John Hannaford : Quel est votre avis dans cette situation? Quelles sont les stratégies plus efficaces dans ce contexte?

Daniel Campeau : Je dirais, en ce moment la première chose, la chose qui est nécessaire, importante, c’est de trouver le temps à chaque jour de maintenir des liens avec les gens que nous aimons et qui nous aiment. C’est-à-dire que ça soit des collègues, des amis, des membres de la famille, c’est utiliser les ressources technologiques à notre disposition, que ça soit Facetime, Skype, ou Microsoft Entreprise pour communiquer régulièrement avec des gens, parce qu’on me demande en ce moment, c’est vraiment inédit dans notre génération, dans les générations actuelles, et depuis un bon bout de temps dans l’histoire, qu’on nous demande de rester confiner et de s’isoler alors que nous avons toujours survécu à des grandes crises dans l’histoire en se regroupant, en étant ensemble. Donc, il faut en quelque part, tenter de gérer le mieux possible notre obligation d’isolement en restant en contact virtuel avec les gens.
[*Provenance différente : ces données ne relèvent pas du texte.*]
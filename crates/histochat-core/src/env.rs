//! Process environment handling.
//!
//! Loads `.env` files, reads collaborator secrets, and exports the LangSmith
//! tracing variables according to [`LangsmithKeyPolicy`].

use std::path::{Path, PathBuf};

use tracing::{debug, info, warn};

use crate::config::{LangsmithKeyPolicy, TracingConfig};
use crate::error::{HistochatError, Result};

pub const LANGSMITH_API_KEY: &str = "LANGSMITH_API_KEY";
pub const LANGCHAIN_TRACING_V2: &str = "LANGCHAIN_TRACING_V2";
pub const LANGCHAIN_ENDPOINT: &str = "LANGCHAIN_ENDPOINT";

/// Load variables from a `.env` file.
///
/// With an explicit path the file must exist. Without one, the nearest
/// `.env` in the current directory or its parents is used if present.
/// Variables already set in the process are never overwritten.
pub fn load_dotenv(path: Option<&Path>) -> Result<Option<PathBuf>> {
    match path {
        Some(p) => {
            dotenv::from_path(p).map_err(|e| {
                HistochatError::Environment(format!("failed to load {}: {}", p.display(), e))
            })?;
            info!(path = %p.display(), "Loaded environment file");
            Ok(Some(p.to_path_buf()))
        }
        None => match dotenv::dotenv() {
            Ok(found) => {
                info!(path = %found.display(), "Loaded environment file");
                Ok(Some(found))
            }
            Err(e) => {
                debug!(error = %e, "No .env file loaded");
                Ok(None)
            }
        },
    }
}

/// Read a non-empty environment variable.
pub fn secret_from_env(var: &str) -> Option<String> {
    std::env::var(var).ok().filter(|v| !v.trim().is_empty())
}

/// Compute the tracing variables to export, given the current key value.
///
/// Kept separate from [`apply_tracing_env`] so the policy can be checked
/// without touching the process environment.
pub fn tracing_exports(
    config: &TracingConfig,
    current_key: Option<String>,
) -> Result<Vec<(&'static str, String)>> {
    let mut exports = Vec::with_capacity(3);

    match (current_key, config.langsmith_key_policy) {
        (Some(key), _) => exports.push((LANGSMITH_API_KEY, key)),
        (None, LangsmithKeyPolicy::Preserve) => {
            warn!("{} is not set; exporting the string \"None\"", LANGSMITH_API_KEY);
            exports.push((LANGSMITH_API_KEY, "None".to_string()));
        }
        (None, LangsmithKeyPolicy::Unset) => {
            debug!("{} is not set; leaving it unset", LANGSMITH_API_KEY);
        }
        (None, LangsmithKeyPolicy::Require) => {
            return Err(HistochatError::Environment(format!(
                "{} is required but not set",
                LANGSMITH_API_KEY
            )));
        }
    }

    exports.push((
        LANGCHAIN_TRACING_V2,
        if config.tracing_v2 { "true" } else { "false" }.to_string(),
    ));
    exports.push((LANGCHAIN_ENDPOINT, config.endpoint.clone()));
    Ok(exports)
}

/// Export the LangSmith tracing variables into the process environment.
///
/// Must run during startup before any collaborator reads the environment.
pub fn apply_tracing_env(config: &TracingConfig) -> Result<()> {
    let current = std::env::var(LANGSMITH_API_KEY).ok();
    for (name, value) in tracing_exports(config, current)? {
        std::env::set_var(name, value);
    }
    Ok(())
}
use std::collections::HashSet;
use std::path::{Path, PathBuf};

use serde::{Deserialize, Serialize};
use tracing::info;

use crate::error::{HistochatError, Result};
use crate::types::View;

/// Top-level configuration for histochat.
///
/// Loaded from `~/.histochat/config.toml` by default. Every section has
/// defaults, so an empty file (or no file) yields a runnable configuration.
#[derive(Debug, Clone, Default, Serialize, Deserialize)]
pub struct HistochatConfig {
    #[serde(default)]
    pub server: ServerConfig,
    #[serde(default)]
    pub persona: PersonaConfig,
    #[serde(default)]
    pub theme: ThemeConfig,
    #[serde(default)]
    pub menu: MenuConfig,
    #[serde(default)]
    pub chat: ChatConfig,
    #[serde(default)]
    pub rag: RagConfig,
    #[serde(default)]
    pub graph: GraphConfig,
    #[serde(default)]
    pub llm: LlmConfig,
    #[serde(default)]
    pub embedding: EmbeddingConfig,
    #[serde(default)]
    pub voice: VoiceConfig,
    #[serde(default)]
    pub tracing: TracingConfig,
}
Deuxième chose. Je pense que ce qu’il faut retenir, c’est qu’on nous demande de rester à la maison, parce que nous sommes confinés, parce qu’on nous a demandé de rentrer par avion au Canada, et ce n’était probablement pas notre choix. On nous a en quelque sorte volé notre sentiment de contrôle sur notre vie au cours de notre vie. Nous devons donc réfléchir à des moyens de retrouver ce sentiment de contrôle. Donc, j’encourage les gens à se concentrer sur tous les soucis qu’ils ont en ce moment, qui sont tout à fait compréhensibles, quels sont les problèmes ou les questions sur lesquels ils peuvent agir? Et souvent, il s’agit de questions très concrètes et de questions qui ont un rôle important à jouer dans le présent et dans l’immédiat. Concentrez-vous sur ce que vous pouvez contrôler. Ça peut être une stratégie très utile, parce que si nous passons du temps à réfléchir à des problèmes ou à des inquiétudes que nous avons hypothétiquement ou que nous ne contrôlons pas, nous alimentons en fait ce sentiment d’impuissance qui peut s’ajouter à notre détresse.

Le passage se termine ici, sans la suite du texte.